For the second question, unless you've established that the execution of tx happens-before x.load in t2, then yes, that would be possible. Since your code doesn't do that, then it'd be possible. (However, .join() should internally use sufficient atomic synchronization to establish a happens-before relationship between the execution of the thread and anything coming after .join().)

For the first question, note that you establish that x.store(true, Release); happens-before the y.load(Acquire) in t1 and y.store(true, Release); happens-before the x.load(Acquire) in t2.

However, nothing establishes that (say) "either y.load(Acquire) in t1 happens-before the x.load(Acquire) in t2, or vice versa", or any other similar condition that would allow you to conclude "either y.store(true, Release); happens-before the y.load(Acquire) in t1 or x.store(true, Release); happens-before the x.load(Acquire) in t2".

Therefore, it'd be possible in the abstract model for y.store(true, Release); to not be visible to y.load(Acquire) in t1 and for x.store(true, Release); to not be visible to x.load(Acquire) in t2. That scenario would lead to _z == 0 at the end of main.

Note that even though you do a SeqCst load of z, there's only guaranteed to be a total modification order of SeqCst operations; a SeqCst somewhere in the code doesn't force everything to be SeqCst.

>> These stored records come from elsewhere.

//! Dispatch continuations.
//!
//! The original hardware hands control to a collaborator by loading its entry
//! address into the privileged return primitive — a jump with no call-stack
//! relationship. Here that handoff is an explicit tagged continuation, which
//! keeps the dispatcher a pure state machine the test suite can observe.

use super::cause::TrapCause;
use crate::common::VirtAddr;

/// The external entry point a slow-path dispatch transfers to.
#[derive(Clone, Copy, Debug, PartialEq, Eq)]
pub enum HandlerEntry {
    /// The syscall table entry for `nr`; completion pops one frame via
    /// `ret_from_syscall`.
    Syscall {
        /// The validated call number.
        nr: u32,
    },
    /// The generic VM fault collaborator; completion pops one frame via
    /// `ret_from_exception`.
    Fault {
        /// The faulting address (or saved PC for bounced operations).
        addr: VirtAddr,
        /// The producing cause.
        cause: TrapCause,
    },
    /// Pending-work processing (reschedule and friends); completion pops one
    /// frame via `ret_from_exception`.
    PendingWork,
}

/// What the dispatcher decided to do with the trapped core.
#[derive(Clone, Copy, Debug, PartialEq, Eq)]
pub enum Resume {
    /// Fast path: resume exactly where the trap was taken, with whatever the
    /// dispatcher wrote into the live registers. No frame was touched.
    ReturnToTrap,
    /// Slow path: a frame was pushed and control transfers to a collaborator
    /// with the given argument registers populated.
    DispatchTo {
        /// Which collaborator entry point receives control.
        entry: HandlerEntry,
        /// Values placed in the collaborator's argument registers.
        args: [u32; 2],
    },
    /// Halt the core until the next interrupt.
    Idle,
}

I'm fairly sure that you need SeqCst on the operations on x and y, and Relaxed would actually suffice for the ordering on z.load(_). (I think it would be alright for the two stores to be Relaxed and the four loads of x and y to be SeqCst, but don't trust me on that. I'm not familiar enough with SeqCst.)

For a concrete-ish example, you could imagine that you have four cores, each one executing a spawned thread, and it takes longer for atomic stores to reach further-away cores (and they won't wait for other cores' operations to be visible unless you tell them to):

|  C1  |  C2  |  C3  |  C4  |
| _tx  |  t1  |  t2  | _ty  |

We can imagine that the sequence of events is:

  • x.store(true, Release) and y.store(true, Release) occur in C1 and C4
  • The store to x propagates to C2, and the store to y propagates to C3
  • The while-loop in t1 exits, and sees that y.load(Acquire) is false. Similar for t2.
  • Finally, the stores to x and y finish propagating to all cores.

I'm just mentioning that scenario in case it's more intuitive to you; when it comes to writing correct atomic code, I think reasoning about concrete machines won't help as much as reasoning about the formal model.

3 Likes

In a cache coherent system we are guaranteed "write propagation" and "transaction serialization" for every single memory location which is being shared among peer caches but we don't know when would these writes actually propagate to other peer caches which could be a problem, is that correct?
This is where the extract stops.